Inner hair cells of the mammalian cochlea translate acoustic stimuli into ‘phase-locked’ nerve impulses with frequencies of up to at least 1 kHz. Little is known about the intracellular Ca²⁺ signal that links transduction to the release of neurotransmitter at the afferent synapse. Here, we use confocal microscopy to provide evidence that Ca²⁺-induced Ca²⁺ release (CICR) may contribute to the mechanism. Line scan images (2 ms repetition rate) of neonatal mouse inner hair cells filled with the fluorescent indicator FLUO-3, revealed a transient increase in intracellular Ca²⁺ concentration ([Ca²⁺]_i) during brief (5–50 ms) depolarizing commands under voltage clamp. The amplitude of the [Ca²⁺]_i transient depended upon the Ca²⁺ concentration in the bathing medium in the range 0–1.3 mm. [Ca²⁺]_i transients were confined to a region near the plasma membrane at the base of the cell in the vicinity of the afferent synapses.
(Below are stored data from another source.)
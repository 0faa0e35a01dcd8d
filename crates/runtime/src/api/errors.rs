//! Unified error types surfaced by the runtime API.
//!
//! Wraps worker coordination failures and engine rejections so clients can
//! bubble them up with consistent context.
use thiserror::Error;
use tokio::sync::oneshot;

use battle_core::Rejection;

pub type Result<T> = std::result::Result<T, RuntimeError>;

#[derive(Debug, Error)]
pub enum RuntimeError {
    #[error("simulation worker command channel closed")]
    CommandChannelClosed,

    #[error("simulation worker reply channel closed")]
    ReplyChannelClosed(#[source] oneshot::error::RecvError),

    #[error("simulation worker join failed")]
    WorkerJoin(#[source] tokio::task::JoinError),

    #[error("action rejected: {0}")]
    Rejected(#[from] Rejection),
}

impl RuntimeError {
    /// The engine rejection behind this error, if any.
    pub fn rejection(&self) -> Option<&Rejection> {
        match self {
            RuntimeError::Rejected(rejection) => Some(rejection),
            _ => None,
        }
    }
}
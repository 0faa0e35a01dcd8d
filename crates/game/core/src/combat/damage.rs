//! Fixed-point damage multipliers.

/// Damage multiplier expressed in percent (`150` = x1.5).
#[derive(Clone, Copy, Debug, PartialEq, Eq, PartialOrd, Ord, Hash)]
#[cfg_attr(feature = "serde", derive(serde::Serialize, serde::Deserialize))]
pub struct Percent(pub u32);

impl Percent {
    pub const NEUTRAL: Self = Self(100);
    /// Type advantage.
    pub const STRONG: Self = Self(150);
    /// Blue's blunted strike against Red.
    pub const WEAK: Self = Self(70);
    /// Flat multiplier for roster attacks against the boss.
    pub const VS_BOSS: Self = Self(110);
    /// Rage Burst per-target scaling.
    pub const RAGE_BURST: Self = Self(80);
    /// Rage Burst against the boss.
    pub const RAGE_BURST_VS_BOSS: Self = Self(120);
    /// Dark Wave per-target scaling.
    pub const DARK_WAVE: Self = Self(70);
}

/// Scales `value` by every multiplier and rounds down once at the end.
///
/// # Formula
///
/// ```text
/// floor(value * m1/100 * m2/100 * ...)
/// ```
pub fn scale(value: u32, multipliers: &[Percent]) -> u32 {
    let (numerator, denominator) = multipliers.iter().fold(
        (u128::from(value), 1u128),
        |(num, den), m| (num * u128::from(m.0), den * 100),
    );
    u32::try_from(numerator / denominator).unwrap_or(u32::MAX)
}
The change in [Ca²⁺]_i appeared uniform throughout the entire basal sub-membrane space and we were unable to observe hotspots of activity. Both the amplitude and the rate of rise of the [Ca²⁺]_i transient was reduced by external ryanodine (20 μm), an agent that blocks Ca²⁺ release from the endoplasmic reticulum. Intracellular Cs⁺, commonly used to record at presynaptic sites, produced a similar effect. We conclude that both ryanodine and intracellular Cs⁺ block CICR in inner hair cells. We discuss the contribution of CICR to the measured [Ca²⁺]_i transient, the implications for synaptic transmission at the afferent synapse and the significance of its sensitivity to intracellular Cs⁺.